At least 20 of these compounds have superb neuroprotective activities against LRRK2 kinase, and the group submitted patents covering these new classes of heterocycles. The group also collaborated in studies with UT Southwestern and UT Arlington. Most importantly, EncephRx licensed the benzoxazines patents and are carrying out pre-clinical trial experiments. These experiments have demonstrated that the group’s lead compound is water soluble which should increase overall bioavailability in vivo.
Creating Drugs to Kill Cancer
The Vogel and Wise labs are currently performing groundbreaking, interdisciplinary studies in which three drug-like compounds have been shown to successfully reverse chemotherapy failure in three of the most commonly aggressive cancers—ovarian, prostate, and breast cancers. The compounds were first discovered computationally using the supercomputer, ManeFrame, and then confirmed in wet-lab experiments. Using simulation software and a computational model of the “sump-pump” protein called P-glycoprotein, they were able to quickly screen millions of potential compounds digitally through SMU’s ManeFrame. With the computational model, the lab was able to observe on a computer screen how digital compounds are absorbed onto and into the P-glycoprotein model.
Of the millions screened, more than 300 were found to be potentially effective, and those were then tested in the lab. Three compounds have proven successful, and more research is being devoted to developing these drug-like compounds. When cancer supercells develop a resistance to chemotherapy drugs, the cells is able to “pump out” the drugs, rendering them ineffective. The Vogel and Wise labs aim to use the compounds they have discovered, to temporarily disable the “sump-pump” cell, allowing the chemotherapy drugs to defeat the cancer.

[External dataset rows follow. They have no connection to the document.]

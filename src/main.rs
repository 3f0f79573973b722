use std::sync::Arc;

use anyhow::Context;
use tower_http::cors::{Any, CorsLayer};
use tracing_subscriber::{EnvFilter, fmt, prelude::*};

use agent_studio::config::{ServerConfig, WizardConfig};
use agent_studio::store::{AgentStore, LibSqlAgentStore, MockAgentStore};
use agent_studio::wizard::{MemoryDraftStore, WizardRouteState, WizardSessions, wizard_routes};

#[tokio::main]
async fn main() -> anyhow::Result<()> {
    let server = ServerConfig::from_env()?;
    let wizard = WizardConfig::from_env()?;

    // stderr always; a daily rolling file when a log dir is configured
    let (file_layer, _log_guard) = match &server.log_dir {
        Some(dir) => {
            let appender = tracing_appender::rolling::daily(dir, "agent-studio.log");
            let (writer, guard) = tracing_appender::non_blocking(appender);
            (
                Some(fmt::layer().with_writer(writer).with_ansi(false)),
                Some(guard),
            )
        }
        None => (None, None),
    };
    tracing_subscriber::registry()
        .with(EnvFilter::try_from_default_env().unwrap_or_else(|_| EnvFilter::new("info")))
        .with(fmt::layer().with_target(false).with_writer(std::io::stderr))
        .with(file_layer)
        .init();

    eprintln!("🧙 Agent Studio v{}", env!("CARGO_PKG_VERSION"));
    eprintln!("   Model: {} ({} max tokens)", wizard.model, wizard.max_tokens);
    eprintln!("   User: {}", wizard.user_id);

    // ── Agent store ──────────────────────────────────────────────────────
    let agents: Arc<dyn AgentStore> = match &server.db_path {
        Some(path) => {
            let store = LibSqlAgentStore::new_local(path)
                .await
                .with_context(|| format!("failed to open database at {}", path.display()))?;
            eprintln!("   Database: {}", path.display());
            Arc::new(store)
        }
        None => {
            eprintln!(
                "   Database: mock ({}ms simulated latency)",
                server.mock_latency.as_millis()
            );
            Arc::new(MockAgentStore::with_latency(server.mock_latency))
        }
    };

    let state = WizardRouteState {
        default_user_id: wizard.user_id.clone(),
        sessions: Arc::new(WizardSessions::new(
            wizard,
            agents,
            Arc::new(MemoryDraftStore::new()),
        )),
    };

    let app = wizard_routes(state).layer(
        CorsLayer::new()
            .allow_origin(Any)
            .allow_methods(Any)
            .allow_headers(Any),
    );

    let listener = tokio::net::TcpListener::bind(("0.0.0.0", server.port))
        .await
        .with_context(|| format!("failed to bind port {}", server.port))?;
    eprintln!("   API: http://0.0.0.0:{}/api/wizard", server.port);
    tracing::info!(port = server.port, "Agent Studio server started");

    axum::serve(listener, app).await?;
    Ok(())
}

Partnering with Gamers to Do Chemistry Research
Recently, the labs have combined efforts with video game developers to assist in their interdisciplinary battle against cancer. Partnering with fans of the best-selling video game, Minecraft, Vogel and Wise hope to harness the creative and innovative thinking and problem solving that human intelligence brings to the table.
"Crowdsourcing as well as computational power may help us narrow down our search and give us better chances at selecting a drug that will be successful," said Vogel. "And gamers can take pride in knowing they've helped find answers to an important medical problem." The vast network of gamers can crunch massive amounts of data during routine gameplay by pairing two powerful weapons: the best of human intuition combined with the massive computing power of networked gaming machine processors. This innovative and multi-disciplinary effort has more than doubled the ManeFrame’s processing power when attacking their research question.

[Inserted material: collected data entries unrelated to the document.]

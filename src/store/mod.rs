//! Persistence layer: the agent system of record.

pub mod libsql_backend;
pub mod memory;
pub mod migrations;
pub mod traits;

pub use libsql_backend::LibSqlAgentStore;
pub use memory::MockAgentStore;
pub use traits::{Agent, AgentStore, CreateAgentRequest, UpdateAgentRequest};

This innovative project approach of combining the impressive power of computational science, with the innovation of gaming, has already proven successful in an experiment done by the University of Washington. The video game "Foldit" was created by the university, specifically to unlock the structure of an AIDS-related enzyme. Corey Clark, Deputy Director of Research & Asst. Professor of Computer Science and Engineering, said "with 'Foldit,' researchers worked on a problem for 15 years using machine learning techniques and were unable to find a solution. Once they created the game, 57,000 players found a solution in three weeks."
These are just a few of the types of projects and research opportunities students in our Ph.D. in Chemistry program could participate in at the SMU Center for Drug Discovery, Design, and Delivery. There are countless other innovative opportunities, and areas for new discovery available to our students in this one unique center.